I fell asleep easily but didn't stay that way very long; around 2 a.m. the wire fell out of my nose, and Jessica had to come in and reposition it. How is anyone supposed to sleep all wired up, anyway? Turns out you don't need a long stretch to detect a breathing disorder like sleep apnea—the reason for 80 percent of sleep studies, says David Rapoport, M.D., director of NYU Langone's sleep medicine program. The good news is that I don't have apnea.

But I did go into deep sleep pretty quickly, which, according to Rapoport, suggests that I'm sleep-deprived. (Take that, husband who's critical of my "I need 8 hours of sleep" claim!) "The amount of sleep each person needs is individual," Rapoport says. "The key is: How do you feel the next day? However many hours you need to feel well-rested is the amount you need.
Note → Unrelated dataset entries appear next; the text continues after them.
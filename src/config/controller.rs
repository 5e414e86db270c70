//! # Controller Configuration
//!
//! Controller-level settings loaded from environment variables.

use std::time::Duration;

/// Controller-level configuration
///
/// All settings have sensible defaults and can be overridden via environment variables.
/// Unparseable values fall back to the default rather than failing startup.
#[derive(Debug, Clone, PartialEq, Eq)]
pub struct ControllerConfig {
    /// Upper bound on the revoke-to-set barrier in application updates (seconds)
    pub revocation_timeout_secs: u64,
    /// Fixed barrier used when the provisioning service cannot report revocation state (seconds)
    pub revocation_settle_delay_secs: u64,
    /// First revocation poll interval (milliseconds)
    pub revocation_poll_min_ms: u64,
    /// Largest revocation poll interval (milliseconds)
    pub revocation_poll_max_ms: u64,
    /// Re-fetches of an empty signed metadata document before it fails the operation
    pub metadata_poll_attempts: u32,
    /// First metadata re-fetch interval (milliseconds)
    pub metadata_poll_min_ms: u64,
    /// Largest metadata re-fetch interval (milliseconds)
    pub metadata_poll_max_ms: u64,
    /// Timeout applied to each remote call (seconds), 0 disables it
    pub remote_call_timeout_secs: u64,
    /// Revoke provisioning credentials before deleting an application
    ///
    /// Off by default: deleting the application invalidates its credentials on the remote side.
    pub revoke_credentials_on_delete: bool,
    /// Delete a freshly created application when a later create step fails
    pub rollback_failed_create: bool,
    /// Global log level (ERROR, WARN, INFO, DEBUG, TRACE)
    pub log_level: String,
    /// Log format (json, text)
    pub log_format: String,
}

impl Default for ControllerConfig {
    fn default() -> Self {
        use crate::constants::*;
        Self {
            revocation_timeout_secs: DEFAULT_REVOCATION_TIMEOUT_SECS,
            revocation_settle_delay_secs: DEFAULT_REVOCATION_SETTLE_DELAY_SECS,
            revocation_poll_min_ms: DEFAULT_REVOCATION_POLL_MIN_MS,
            revocation_poll_max_ms: DEFAULT_REVOCATION_POLL_MAX_MS,
            metadata_poll_attempts: DEFAULT_METADATA_POLL_ATTEMPTS,
            metadata_poll_min_ms: DEFAULT_METADATA_POLL_MIN_MS,
            metadata_poll_max_ms: DEFAULT_METADATA_POLL_MAX_MS,
            remote_call_timeout_secs: DEFAULT_REMOTE_CALL_TIMEOUT_SECS,
            revoke_credentials_on_delete: false,
            rollback_failed_create: false,
            log_level: "INFO".to_string(),
            log_format: "text".to_string(),
        }
    }
}

impl ControllerConfig {
    /// Load configuration from environment variables with defaults
    pub fn from_env() -> Self {
        use crate::constants::*;
        Self {
            revocation_timeout_secs: env_var_or_default(
                "REVOCATION_TIMEOUT_SECS",
                DEFAULT_REVOCATION_TIMEOUT_SECS,
            ),
            revocation_settle_delay_secs: env_var_or_default(
                "REVOCATION_SETTLE_DELAY_SECS",
                DEFAULT_REVOCATION_SETTLE_DELAY_SECS,
            ),
            revocation_poll_min_ms: env_var_or_default(
                "REVOCATION_POLL_MIN_MS",
                DEFAULT_REVOCATION_POLL_MIN_MS,
            ),
            revocation_poll_max_ms: env_var_or_default(
                "REVOCATION_POLL_MAX_MS",
                DEFAULT_REVOCATION_POLL_MAX_MS,
            ),
            metadata_poll_attempts: env_var_or_default(
                "METADATA_POLL_ATTEMPTS",
                DEFAULT_METADATA_POLL_ATTEMPTS,
            ),
            metadata_poll_min_ms: env_var_or_default(
                "METADATA_POLL_MIN_MS",
                DEFAULT_METADATA_POLL_MIN_MS,
            ),
            metadata_poll_max_ms: env_var_or_default(
                "METADATA_POLL_MAX_MS",
                DEFAULT_METADATA_POLL_MAX_MS,
            ),
            remote_call_timeout_secs: env_var_or_default(
                "REMOTE_CALL_TIMEOUT_SECS",
                DEFAULT_REMOTE_CALL_TIMEOUT_SECS,
            ),
            revoke_credentials_on_delete: env_var_or_default_bool(
                "REVOKE_CREDENTIALS_ON_DELETE",
                false,
            ),
            rollback_failed_create: env_var_or_default_bool("ROLLBACK_FAILED_CREATE", false),
            log_level: env_var_or_default_str("LOG_LEVEL", "INFO"),
            log_format: env_var_or_default_str("LOG_FORMAT", "text"),
        }
    }

    /// Get revocation barrier timeout
    pub fn revocation_timeout(&self) -> Duration {
        Duration::from_secs(self.revocation_timeout_secs)
    }

    /// Get fixed revocation settle delay
    pub fn revocation_settle_delay(&self) -> Duration {
        Duration::from_secs(self.revocation_settle_delay_secs)
    }

    /// Get first revocation poll interval
    pub fn revocation_poll_min(&self) -> Duration {
        Duration::from_millis(self.revocation_poll_min_ms)
    }

    /// Get largest revocation poll interval
    pub fn revocation_poll_max(&self) -> Duration {
        Duration::from_millis(self.revocation_poll_max_ms)
    }

    /// Get first metadata re-fetch interval
    pub fn metadata_poll_min(&self) -> Duration {
        Duration::from_millis(self.metadata_poll_min_ms)
    }

    /// Get largest metadata re-fetch interval
    pub fn metadata_poll_max(&self) -> Duration {
        Duration::from_millis(self.metadata_poll_max_ms)
    }

    /// Get per-call timeout, `None` when disabled
    pub fn remote_call_timeout(&self) -> Option<Duration> {
        (self.remote_call_timeout_secs > 0)
            .then(|| Duration::from_secs(self.remote_call_timeout_secs))
    }
}

/// Read environment variable or return default value
fn env_var_or_default<T: std::str::FromStr>(key: &str, default: T) -> T
where
    <T as std::str::FromStr>::Err: std::fmt::Debug,
{
    std::env::var(key)
        .ok()
        .and_then(|v| v.parse().ok())
        .unwrap_or(default)
}

/// Read environment variable as boolean or return default
fn env_var_or_default_bool(key: &str, default: bool) -> bool {
    std::env::var(key)
        .ok()
        .map(|v| {
            let v_lower = v.to_lowercase();
            v_lower == "true" || v_lower == "1" || v_lower == "yes" || v_lower == "on"
        })
        .unwrap_or(default)
}

/// Read environment variable as string or return default
fn env_var_or_default_str(key: &str, default: &str) -> String {
    std::env::var(key).unwrap_or_else(|_| default.to_string())
}

#[cfg(test)]
mod tests {
    use super::*;

    #[test]
    fn test_defaults_match_constants() {
        let config = ControllerConfig::default();
        assert_eq!(config.revocation_timeout(), Duration::from_secs(120));
        assert_eq!(config.revocation_settle_delay(), Duration::from_secs(15));
        assert_eq!(config.metadata_poll_attempts, 3);
        assert_eq!(config.remote_call_timeout(), Some(Duration::from_secs(30)));
        assert!(!config.revoke_credentials_on_delete);
        assert!(!config.rollback_failed_create);
    }

    #[test]
    fn test_zero_call_timeout_disables_it() {
        let config = ControllerConfig {
            remote_call_timeout_secs: 0,
            ..ControllerConfig::default()
        };
        assert_eq!(config.remote_call_timeout(), None);
    }

    #[test]
    fn test_env_helpers_fall_back_on_missing_or_invalid() {
        // Keys are unique to this test so parallel tests do not interfere
        assert_eq!(env_var_or_default("FAC_TEST_UNSET_NUMBER", 7_u64), 7);

        std::env::set_var("FAC_TEST_BAD_NUMBER", "not-a-number");
        assert_eq!(env_var_or_default("FAC_TEST_BAD_NUMBER", 9_u64), 9);

        std::env::set_var("FAC_TEST_BOOL_YES", "Yes");
        assert!(env_var_or_default_bool("FAC_TEST_BOOL_YES", false));

        std::env::set_var("FAC_TEST_BOOL_OFF", "off");
        assert!(!env_var_or_default_bool("FAC_TEST_BOOL_OFF", true));

        assert_eq!(env_var_or_default_str("FAC_TEST_UNSET_STR", "json"), "json");
    }
}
For most people, that's between seven and eight hours, but for a rare few it could be six."

Now, back to my sleep deprivation problem. Can you make up for lost sleep? Rapoport says yes: "Sleep debt is like a mortgage; you can borrow, but you have to pay it back." Experts say it's best to do that by going to bed earlier— not by sleeping in. "Waking up at the same time resets your body's circadian rhythm," says sleep specialist Michael Breus, Ph.D. For two or three nights after you've stayed up late, go to bed
30 minutes earlier than usual. Because I'm not one of those rare few who needs just six, I'll be turning in early tonight.

The Big Sleep Stealers

CAFFEINE: Because it lasts 8–10 hours in your body, your cutoff is 2 p.m. Also watch out for drinks with the stimulants guarana and ginseng.

ALCOHOL: It keeps you out of the deeper stages of sleep. Your last drink should be 3 hours before bed.

WAKE-UP TIME: Inconsistency here upsets your body's sleep pattern. Better to get up at the same time -- even on weekends.